• the girl and her friend

    One afternoon, the girl and her friend went out to the barn to play. They were gone for several hours before the mother noticed that it had been quiet for an exceptionally long time. So she went out to investigate.

    Even before she reached the barn, she could hear the friend’s voice droning on and on. She followed the sound and discovered the girls nestled down into the passageway between the two barns—outside the new barn and inside the old barn. The friend was reading a chapter book about dragons.

    “Is she making you read to her again?” the mother asked the friend.

    “It’s okay,” the friend assured her. “It’s a good book.”

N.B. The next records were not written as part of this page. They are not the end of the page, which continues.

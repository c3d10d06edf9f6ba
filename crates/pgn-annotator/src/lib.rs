//! Annotates PGN files with engine evaluations and move quality labels.
//!
//! Reads every game of an input PGN, evaluates each position with a UCI
//! engine (reusing a persistent evaluation cache), and appends the games
//! to an output PGN with `[%eval]` tags, quality comments and per-side
//! ACPL headers. Games already present in the output are skipped, so an
//! interrupted run can simply be restarted.

pub mod config;
pub mod game_id;
pub mod pgn;
pub mod runner;
pub mod shutdown;
pub mod summary;

pub use config::{AnnotatorConfig, ConfigError, ConfigOverrides};
pub use runner::{annotate, start_engine, RunError};
pub use shutdown::Shutdown;
pub use summary::RunSummary;
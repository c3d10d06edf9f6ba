//! Chess position evaluation types.

use serde::{Deserialize, Serialize};
use std::fmt;

/// Centipawn value a forced mate is worth when computing centipawn loss.
pub const MATE_SCORE_CP: i32 = 1000;

/// Represents a chess position evaluation.
///
/// An evaluation is always relative to one side, normally the side to move
/// in the evaluated position (that is how UCI engines report scores).
/// Use [`Evaluation::flip`] to look at the same position from the other side.
#[derive(Debug, Clone, Copy, PartialEq, Eq, Serialize, Deserialize)]
#[serde(tag = "kind", content = "value", rename_all = "snake_case")]
pub enum Evaluation {
    /// Centipawn evaluation (positive = good for the perspective side)
    Centipawns(i32),
    /// Forced mate in N moves (positive = perspective side mates, negative = gets mated).
    /// Never zero; see [`Evaluation::Mated`] and [`Evaluation::MateDelivered`].
    Mate(i32),
    /// The perspective side is checkmated on the board.
    Mated,
    /// The perspective side has already delivered checkmate.
    MateDelivered,
}

impl Evaluation {
    /// Builds an evaluation from the `score cp` / `score mate` fields of a UCI info line.
    ///
    /// `score mate 0` means the side to move is checkmated. Returns `None`
    /// when neither field is present.
    pub fn from_uci_score(cp: Option<i32>, mate: Option<i32>) -> Option<Self> {
        match (mate, cp) {
            (Some(0), _) => Some(Evaluation::Mated),
            (Some(n), _) => Some(Evaluation::Mate(n)),
            (None, Some(cp)) => Some(Evaluation::Centipawns(cp)),
            (None, None) => None,
        }
    }

    /// The same evaluation seen from the opponent's side.
    pub fn flip(self) -> Self {
        match self {
            Evaluation::Centipawns(cp) => Evaluation::Centipawns(-cp),
            Evaluation::Mate(n) => Evaluation::Mate(-n),
            Evaluation::Mated => Evaluation::MateDelivered,
            Evaluation::MateDelivered => Evaluation::Mated,
        }
    }

    /// Returns true if this is any kind of mate score.
    pub fn is_mate(&self) -> bool {
        !matches!(self, Evaluation::Centipawns(_))
    }

    /// Distance of a forced mate in favour of the perspective side, if any.
    ///
    /// A mate that has already been delivered has distance zero.
    pub fn winning_mate_distance(&self) -> Option<i32> {
        match *self {
            Evaluation::Mate(n) if n > 0 => Some(n),
            Evaluation::MateDelivered => Some(0),
            _ => None,
        }
    }

    /// Converts to centipawns for loss calculations.
    ///
    /// Mate scores collapse to [`MATE_SCORE_CP`] with the matching sign.
    pub fn to_centipawns(&self) -> i32 {
        match *self {
            Evaluation::Centipawns(cp) => cp,
            Evaluation::Mate(n) if n > 0 => MATE_SCORE_CP,
            Evaluation::Mate(_) => -MATE_SCORE_CP,
            Evaluation::MateDelivered => MATE_SCORE_CP,
            Evaluation::Mated => -MATE_SCORE_CP,
        }
    }
}

impl fmt::Display for Evaluation {
    fn fmt(&self, f: &mut fmt::Formatter<'_>) -> fmt::Result {
        match self {
            Evaluation::Centipawns(cp) => write!(f, "{:.2}", *cp as f64 / 100.0),
            Evaluation::Mate(n) => write!(f, "#{}", n),
            Evaluation::Mated => write!(f, "#-0"),
            Evaluation::MateDelivered => write!(f, "#0"),
        }
    }
}

#[cfg(test)]
mod tests {
    use super::*;

    #[test]
    fn test_from_uci_score() {
        assert_eq!(
            Evaluation::from_uci_score(Some(35), None),
            Some(Evaluation::Centipawns(35))
        );
        assert_eq!(
            Evaluation::from_uci_score(None, Some(-3)),
            Some(Evaluation::Mate(-3))
        );
        assert_eq!(
            Evaluation::from_uci_score(None, Some(0)),
            Some(Evaluation::Mated)
        );
        assert_eq!(Evaluation::from_uci_score(None, None), None);
    }

    #[test]
    fn test_mate_takes_precedence_over_cp() {
        assert_eq!(
            Evaluation::from_uci_score(Some(500), Some(2)),
            Some(Evaluation::Mate(2))
        );
    }

    #[test]
    fn test_flip() {
        assert_eq!(Evaluation::Centipawns(120).flip(), Evaluation::Centipawns(-120));
        assert_eq!(Evaluation::Mate(4).flip(), Evaluation::Mate(-4));
        assert_eq!(Evaluation::Mated.flip(), Evaluation::MateDelivered);
        assert_eq!(Evaluation::MateDelivered.flip(), Evaluation::Mated);
        assert_eq!(Evaluation::Mate(-2).flip().flip(), Evaluation::Mate(-2));
    }

    #[test]
    fn test_winning_mate_distance() {
        assert_eq!(Evaluation::Mate(3).winning_mate_distance(), Some(3));
        assert_eq!(Evaluation::MateDelivered.winning_mate_distance(), Some(0));
        assert_eq!(Evaluation::Mate(-3).winning_mate_distance(), None);
        assert_eq!(Evaluation::Mated.winning_mate_distance(), None);
        assert_eq!(Evaluation::Centipawns(900).winning_mate_distance(), None);
    }

    #[test]
    fn test_to_centipawns() {
        assert_eq!(Evaluation::Centipawns(-45).to_centipawns(), -45);
        assert_eq!(Evaluation::Centipawns(2500).to_centipawns(), 2500);
        assert_eq!(Evaluation::Mate(7).to_centipawns(), MATE_SCORE_CP);
        assert_eq!(Evaluation::Mate(-1).to_centipawns(), -MATE_SCORE_CP);
        assert_eq!(Evaluation::Mated.to_centipawns(), -MATE_SCORE_CP);
        assert_eq!(Evaluation::MateDelivered.to_centipawns(), MATE_SCORE_CP);
    }

    #[test]
    fn test_display() {
        assert_eq!(Evaluation::Centipawns(35).to_string(), "0.35");
        assert_eq!(Evaluation::Centipawns(-150).to_string(), "-1.50");
        assert_eq!(Evaluation::Mate(-2).to_string(), "#-2");
    }

    #[test]
    fn test_serde_roundtrip_shape() {
        let json = serde_json::to_string(&Evaluation::Mate(3)).unwrap();
        assert_eq!(json, r#"{"kind":"mate","value":3}"#);
        let back: Evaluation = serde_json::from_str(r#"{"kind":"mated"}"#).unwrap();
        assert_eq!(back, Evaluation::Mated);
    }
}
//! A game as a validated sequence of moves from a starting position.

use shakmaty::fen::Fen;
use shakmaty::san::San;
use shakmaty::uci::UciMove;
use shakmaty::{CastlingMode, Chess, Color, EnPassantMode, Move, Position};
use thiserror::Error;

/// A game that cannot be replayed.
#[derive(Error, Debug, Clone, PartialEq, Eq)]
pub enum GameError {
    /// The `FEN` tag does not describe a legal starting position.
    #[error("Invalid starting position {fen}: {reason}")]
    InvalidFen { fen: String, reason: String },
    /// A move could not be parsed or is illegal in its position.
    #[error("Illegal move {san} at ply {ply}")]
    IllegalMove { san: String, ply: usize },
}

/// A move as played in the game.
#[derive(Debug, Clone, PartialEq, Eq)]
pub struct PlayedMove {
    /// SAN including check suffix, as it will be written back out.
    pub san: String,
    /// The same move in UCI notation, for comparison with engine output.
    pub uci: String,
    /// Side that played the move.
    pub mover: Color,
}

/// PGN headers plus a replayed mainline.
///
/// `positions()[i]` is the position before `moves()[i]`; the final entry is
/// the position after the last move.
#[derive(Debug, Clone)]
pub struct GameRecord {
    tags: Vec<(String, String)>,
    positions: Vec<Chess>,
    moves: Vec<PlayedMove>,
}

impl GameRecord {
    /// Creates a game from its headers.
    ///
    /// A `FEN` tag sets the starting position; otherwise the standard one
    /// is used.
    ///
    /// # Errors
    ///
    /// Returns `GameError::InvalidFen` if the `FEN` tag cannot be set up.
    pub fn new(tags: Vec<(String, String)>) -> Result<Self, GameError> {
        let start = match tags.iter().find(|(name, _)| name == "FEN") {
            Some((_, fen)) => parse_fen(fen)?,
            None => Chess::default(),
        };
        Ok(Self {
            tags,
            positions: vec![start],
            moves: Vec::new(),
        })
    }

    /// Plays the next mainline move given in SAN.
    pub fn play_san(&mut self, san: &str) -> Result<(), GameError> {
        let ply = self.moves.len();
        let illegal = || GameError::IllegalMove {
            san: san.to_string(),
            ply: ply + 1,
        };

        let parsed: San = san
            .trim_end_matches(['+', '#', '!', '?'])
            .parse()
            .map_err(|_| illegal())?;
        let pos = self.current();
        let mv = parsed.to_move(pos).map_err(|_| illegal())?;
        let mover = pos.turn();
        let uci = mv.to_uci(CastlingMode::Standard).to_string();
        let (san_text, next) = san_and_play(pos, mv).ok_or_else(illegal)?;

        self.moves.push(PlayedMove {
            san: san_text,
            uci,
            mover,
        });
        self.positions.push(next);
        Ok(())
    }

    /// Headers in their original order.
    pub fn tags(&self) -> &[(String, String)] {
        &self.tags
    }

    /// Value of the first header with this name.
    pub fn tag(&self, name: &str) -> Option<&str> {
        self.tags
            .iter()
            .find(|(n, _)| n == name)
            .map(|(_, v)| v.as_str())
    }

    /// Adds a header unless one with the same name exists.
    pub fn add_tag(&mut self, name: &str, value: &str) {
        if self.tag(name).is_none() {
            self.tags.push((name.to_string(), value.to_string()));
        }
    }

    pub fn positions(&self) -> &[Chess] {
        &self.positions
    }

    pub fn moves(&self) -> &[PlayedMove] {
        &self.moves
    }

    /// Position before the first move.
    pub fn start(&self) -> &Chess {
        &self.positions[0]
    }

    /// Position after the last move played so far.
    pub fn current(&self) -> &Chess {
        &self.positions[self.positions.len() - 1]
    }

    /// The `Result` header, or `*` when unknown.
    pub fn result(&self) -> &str {
        self.tag("Result").unwrap_or("*")
    }
}

/// Cache identity of a position: the first four FEN fields.
///
/// Move counters are left out so transpositions share an entry.
pub fn position_key(pos: &Chess) -> String {
    full_fen(pos)
        .split_whitespace()
        .take(4)
        .collect::<Vec<_>>()
        .join(" ")
}

/// Complete FEN, as sent to the engine.
pub fn full_fen(pos: &Chess) -> String {
    Fen::from_position(pos, EnPassantMode::Legal).to_string()
}

/// Parses a FEN into a playable position.
pub fn parse_fen(fen: &str) -> Result<Chess, GameError> {
    let invalid = |reason: String| GameError::InvalidFen {
        fen: fen.to_string(),
        reason,
    };
    let parsed: Fen = fen.trim().parse().map_err(|e| invalid(format!("{e}")))?;
    parsed
        .into_position(CastlingMode::Standard)
        .map_err(|e| invalid(format!("{e}")))
}

/// Converts a UCI line into SAN, stopping at the first move that does not
/// apply.
pub fn uci_line_to_san(pos: &Chess, line: &[String], limit: usize) -> Vec<String> {
    let mut pos = pos.clone();
    let mut sans = Vec::new();
    for uci in line.iter().take(limit) {
        let Ok(parsed) = uci.parse::<UciMove>() else {
            break;
        };
        let Ok(mv) = parsed.to_move(&pos) else {
            break;
        };
        let Some((san, next)) = san_and_play(&pos, mv) else {
            break;
        };
        sans.push(san);
        pos = next;
    }
    sans
}

/// SAN with check suffix, plus the resulting position.
fn san_and_play(pos: &Chess, mv: Move) -> Option<(String, Chess)> {
    let san = San::from_move(pos, mv.clone());
    let next = pos.clone().play(mv).ok()?;
    let suffix = if next.is_checkmate() {
        "#"
    } else if next.is_check() {
        "+"
    } else {
        ""
    };
    Some((format!("{san}{suffix}"), next))
}

#[cfg(test)]
mod tests {
    use super::*;

    fn game(sans: &[&str]) -> GameRecord {
        let mut record = GameRecord::new(vec![("White".into(), "alice".into())]).unwrap();
        for san in sans {
            record.play_san(san).unwrap();
        }
        record
    }

    #[test]
    fn test_replay_tracks_positions() {
        let record = game(&["e4", "e5", "Nf3"]);
        assert_eq!(record.moves().len(), 3);
        assert_eq!(record.positions().len(), 4);
        assert_eq!(record.moves()[0].uci, "e2e4");
        assert_eq!(record.moves()[1].mover, Color::Black);
        assert_eq!(record.current().turn(), Color::Black);
    }

    #[test]
    fn test_check_suffix_normalised() {
        let record = game(&["f3", "e5", "g4", "Qh4"]);
        assert_eq!(record.moves()[3].san, "Qh4#");
        assert!(record.current().is_checkmate());
    }

    #[test]
    fn test_illegal_move_rejected() {
        let mut record = game(&["e4"]);
        let err = record.play_san("Ke3").unwrap_err();
        assert_eq!(
            err,
            GameError::IllegalMove {
                san: "Ke3".to_string(),
                ply: 2
            }
        );
        assert_eq!(record.moves().len(), 1);
        assert!(record.play_san("xyz").is_err());
    }

    #[test]
    fn test_fen_tag_sets_start() {
        let fen = "4k3/8/8/8/8/8/4P3/4K3 w - - 0 1";
        let mut record = GameRecord::new(vec![("FEN".into(), fen.into())]).unwrap();
        record.play_san("e4").unwrap();
        assert_eq!(position_key(record.start()), "4k3/8/8/8/8/8/4P3/4K3 w - -");
    }

    #[test]
    fn test_bad_fen_tag() {
        let result = GameRecord::new(vec![("FEN".into(), "not a fen".into())]);
        assert!(matches!(result, Err(GameError::InvalidFen { .. })));
    }

    #[test]
    fn test_position_key_ignores_move_counters() {
        let a = parse_fen("8/8/8/4k3/8/8/8/4K2R w K - 0 1").unwrap();
        let b = parse_fen("8/8/8/4k3/8/8/8/4K2R w K - 37 80").unwrap();
        assert_eq!(position_key(&a), position_key(&b));
        assert_ne!(full_fen(&a), full_fen(&b));
    }

    #[test]
    fn test_uci_line_to_san() {
        let start = Chess::default();
        let line: Vec<String> = ["e2e4", "e7e5", "d1h5", "b8c6"]
            .iter()
            .map(|s| s.to_string())
            .collect();
        assert_eq!(uci_line_to_san(&start, &line, 3), vec!["e4", "e5", "Qh5"]);

        let broken: Vec<String> = vec!["e2e4".into(), "e2e4".into()];
        assert_eq!(uci_line_to_san(&start, &broken, 3), vec!["e4"]);
    }

    #[test]
    fn test_tags() {
        let mut record = game(&[]);
        assert_eq!(record.tag("White"), Some("alice"));
        assert_eq!(record.result(), "*");
        record.add_tag("GameId", "abc12345");
        record.add_tag("GameId", "other");
        assert_eq!(record.tag("GameId"), Some("abc12345"));
    }
}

    And the mother’s heart swelled with gratitude for the sweet friend who never once made the girl feel Less Than simply because she couldn’t read as well.

    The end.

    This same time, years previous: a July evening

  • the girl and the tea party

    The girl’s mother had been so busy with applesauce and cucumbers and green beans that she had mostly been ignoring the girl. So one summer evening the girl decided to surprise her mother with a tea party.

    She got all the wine bottles out of the fridge and lined them up on the table. She filled an old glass bottle with water and stuck a cork in it. She got two wine glasses out of the cupboard. She got the pan of leftover gingerbread and set it on the table, too. And then she showed her mother.

    The mother paused for a minute, thinking (and internally sighing, just a bit), and then said, “There’s whipped cream in the fridge,” and she poured herself a glass of wine and sat down.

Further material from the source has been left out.